Factors affecting photosynthesis
The concentration of carbon dioxide effects photosynthesis. The more carbon dioxide and water the greater amount of photosynthesis. The chlorophyll in the chloroplast absorbs the energy from the light, therefore the more choloplasts the leaves have the more light it can absorb to carry out photosynthesis
Cuticle
The cuticle is much like our skin, it is a water proof protection, covering the epidermis and other plants of the cell, and limiting water loss. It consists of a waxy-water repellent substance. It has a waxy surface. This allows it to protect the plant and to also stop water from absorbing into the plant.
Palisade
The palisade layer is a layer of parallel elongated cells below the epidermis. This contains most of the chloroplast and most photosynthesis takes place here. The palisade layer is close to the surface of the leaf and contains most of the chloroplasts. This allows it to absorb as much light as possible
Spongy layer
The spongy layer consists of rounded cells which has gas spaces I between them. Gas exchanges occur here It has rounded cells. This allows there to be space in between the cells to allow gas exchanges.
Xylem
The tube inside the vein that contain water and salt to be carried around the plant. A thin tube. To allow food to travel to different parts of the plant
Pholem
The tube inside the vein that takes away dissolved food.

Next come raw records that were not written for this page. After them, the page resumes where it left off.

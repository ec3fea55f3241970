//! One-click presets for growth, momentum and sentiment ranges
//!
//! A preset is nothing more than a named `(min, max)` pair. Whether a preset
//! is "active" is inferred from the current range values, so a preset button
//! lights up for a hand-typed `minGrowth7d=10` exactly as it does after a
//! click.

use serde::{Deserialize, Serialize};

use crate::filters::fields::RangeField;
use crate::filters::{FilterState, Range};

/// Named preset; the same name can appear in several groups
#[derive(Debug, Clone, Copy, PartialEq, Eq, Hash, Serialize, Deserialize)]
#[serde(rename_all = "snake_case")]
pub enum PresetId {
    Growing,
    Declining,
    Stable,
    Accelerating,
    Decelerating,
    Improving,
    Worsening,
}

impl PresetId {
    pub fn label(self) -> &'static str {
        match self {
            PresetId::Growing => "Growing",
            PresetId::Declining => "Declining",
            PresetId::Stable => "Stable",
            PresetId::Accelerating => "Accelerating",
            PresetId::Decelerating => "Decelerating",
            PresetId::Improving => "Improving",
            PresetId::Worsening => "Worsening",
        }
    }
}

/// Defining pair of a preset
#[derive(Debug, Clone, Copy, PartialEq)]
pub struct Preset {
    pub id: PresetId,
    pub min: Option<f64>,
    pub max: Option<f64>,
}

impl Preset {
    const fn new(id: PresetId, min: Option<f64>, max: Option<f64>) -> Self {
        Self { id, min, max }
    }

    pub fn range(&self) -> Range {
        Range::new(self.min, self.max)
    }

    /// Exact match on both bounds; two absent bounds match.
    pub fn matches(&self, range: Range) -> bool {
        self.min == range.min && self.max == range.max
    }
}

const TREND_PRESETS: &[Preset] = &[
    Preset::new(PresetId::Growing, Some(10.0), None),
    Preset::new(PresetId::Declining, None, Some(-10.0)),
    Preset::new(PresetId::Stable, Some(-10.0), Some(10.0)),
];

const MOMENTUM_PRESETS: &[Preset] = &[
    Preset::new(PresetId::Accelerating, Some(10.0), None),
    Preset::new(PresetId::Decelerating, None, Some(-10.0)),
];

const SENTIMENT_PRESETS: &[Preset] = &[
    Preset::new(PresetId::Improving, Some(3.0), None),
    Preset::new(PresetId::Worsening, None, Some(-3.0)),
];

/// A range facet that offers presets
#[derive(Debug, Clone, Copy, PartialEq, Eq, Hash, Serialize, Deserialize)]
#[serde(rename_all = "snake_case")]
pub enum PresetGroup {
    Growth7d,
    Growth30d,
    Momentum,
    SentimentDelta,
}

impl PresetGroup {
    pub const ALL: &'static [PresetGroup] = &[
        PresetGroup::Growth7d,
        PresetGroup::Growth30d,
        PresetGroup::Momentum,
        PresetGroup::SentimentDelta,
    ];

    pub fn field(self) -> RangeField {
        match self {
            PresetGroup::Growth7d => RangeField::Growth7d,
            PresetGroup::Growth30d => RangeField::Growth30d,
            PresetGroup::Momentum => RangeField::Momentum,
            PresetGroup::SentimentDelta => RangeField::SentimentDelta,
        }
    }

    /// Presets in detection priority order
    pub fn presets(self) -> &'static [Preset] {
        match self {
            PresetGroup::Growth7d | PresetGroup::Growth30d => TREND_PRESETS,
            PresetGroup::Momentum => MOMENTUM_PRESETS,
            PresetGroup::SentimentDelta => SENTIMENT_PRESETS,
        }
    }

    pub fn preset(self, id: PresetId) -> Option<&'static Preset> {
        self.presets().iter().find(|preset| preset.id == id)
    }
}

/// The preset whose pair equals the group's current range, if any.
pub fn active_preset(state: &FilterState, group: PresetGroup) -> Option<PresetId> {
    let current = state.range(group.field());
    group
        .presets()
        .iter()
        .find(|preset| preset.matches(current))
        .map(|preset| preset.id)
}

pub fn is_preset_active(state: &FilterState, group: PresetGroup, id: PresetId) -> bool {
    active_preset(state, group) == Some(id)
}

/// Overwrite the group's pair with the preset's. Unknown presets leave the
/// state unchanged.
pub fn apply_preset(state: &FilterState, group: PresetGroup, id: PresetId) -> FilterState {
    let mut next = state.clone();
    if let Some(preset) = group.preset(id) {
        *next.range_mut(group.field()) = preset.range();
    }
    next
}

/// Reset both bounds of the group's pair.
pub fn clear_preset(state: &FilterState, group: PresetGroup) -> FilterState {
    let mut next = state.clone();
    *next.range_mut(group.field()) = Range::UNBOUNDED;
    next
}

/// Apply the preset, or clear the pair when that preset is already active.
pub fn toggle_preset(state: &FilterState, group: PresetGroup, id: PresetId) -> FilterState {
    if is_preset_active(state, group, id) {
        clear_preset(state, group)
    } else {
        apply_preset(state, group, id)
    }
}

#[cfg(test)]
mod tests {
    use super::*;

    #[test]
    fn test_growing_detection_is_exact() {
        let mut state = FilterState::default();
        state.growth_7d = Range::new(Some(10.0), None);
        assert_eq!(active_preset(&state, PresetGroup::Growth7d), Some(PresetId::Growing));
        assert_eq!(active_preset(&state, PresetGroup::Growth30d), None);

        state.growth_7d.min = Some(11.0);
        assert_eq!(active_preset(&state, PresetGroup::Growth7d), None);
    }

    #[test]
    fn test_unbounded_matches_no_preset() {
        let state = FilterState::default();
        for group in PresetGroup::ALL {
            assert_eq!(active_preset(&state, *group), None);
        }
    }

    #[test]
    fn test_preset_pairs_are_distinct() {
        for group in PresetGroup::ALL {
            let presets = group.presets();
            for (i, a) in presets.iter().enumerate() {
                for b in &presets[i + 1..] {
                    assert!(!a.matches(b.range()), "{group:?}: {:?} vs {:?}", a.id, b.id);
                }
            }
        }
    }

    #[test]
    fn test_apply_overwrites_pair_only() {
        let mut state = FilterState::default();
        state.growth_30d = Range::new(Some(-50.0), Some(200.0));
        state.ccu.min = Some(500.0);

        let next = apply_preset(&state, PresetGroup::Growth30d, PresetId::Declining);
        assert_eq!(next.growth_30d, Range::new(None, Some(-10.0)));
        assert_eq!(next.ccu.min, Some(500.0));
        assert!(is_preset_active(&next, PresetGroup::Growth30d, PresetId::Declining));
    }

    #[test]
    fn test_apply_unknown_preset_is_noop() {
        let state = FilterState::default();
        assert_eq!(apply_preset(&state, PresetGroup::Momentum, PresetId::Stable), state);
    }

    #[test]
    fn test_toggle_clears_active_preset() {
        let state = FilterState::default();
        let applied = toggle_preset(&state, PresetGroup::SentimentDelta, PresetId::Improving);
        assert_eq!(applied.sentiment_delta, Range::new(Some(3.0), None));

        let switched = toggle_preset(&applied, PresetGroup::SentimentDelta, PresetId::Worsening);
        assert_eq!(switched.sentiment_delta, Range::new(None, Some(-3.0)));

        let cleared = toggle_preset(&switched, PresetGroup::SentimentDelta, PresetId::Worsening);
        assert!(cleared.sentiment_delta.is_unbounded());
    }
}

A thin tube to allow food to be taken away
Upper Epidermis
The upper epidermis is a thin layer of single sells, which is transparent, containing no chloroplast and allows light to go straight through it. It is transparent and thin, with no chloroplasts. To allow more light to reach the palisade cells.
Looking at the cells
Water and minerals move from the roots up the plant, in a series of cells in the stem. These xylem cells form a pipeline through the plant. The roots of the plant have special cells called root hair cells. These have long, hair-like extensions that penetrate between the soil particles. They have a large surface area through which they can absorb water. The guard cells are also important for controlling water loss (see Topic 2.5). When the guard cells are swollen with water, they open the stomata to let excess water leave the leaf. When the guard cells contain little water, they close the stomata.
Use of plants
We use plants mainly for removing carbon dioxide from the atmosphere and then releasing oxygen
Essential minerals
When plants photosynthesise, they make glucose from carbon, hydrogen and oxygen. To convert these to protein, the element nitrogen must be added. Most plants obtain their nitrogen from the soil in the form of nitrates. Minerals are needed to make proteins, chlorophyll and energy-storage molecules. Not all minerals have the same importance for the plant. The major minerals that plants use in large quantities are called 'macroelements'. Phosphorous, potassium and nitrogen are the main macroelements. Others are sulfur, calcium and magnesium.
Checking the evidence
You can show that a plant has photosynthesised by testing its leaves for starch. This is done using a chemical called iodine. Iodine is an orange colour, but it turns blue-black when added to starch. First, the leaf needs to be boiled in ethanol and then rinsed in warm water. This kills the cells and removes the green colour. Iodine is then added. If the leaf become blue-black, then starch is present, showing that photosynthesis has taken place.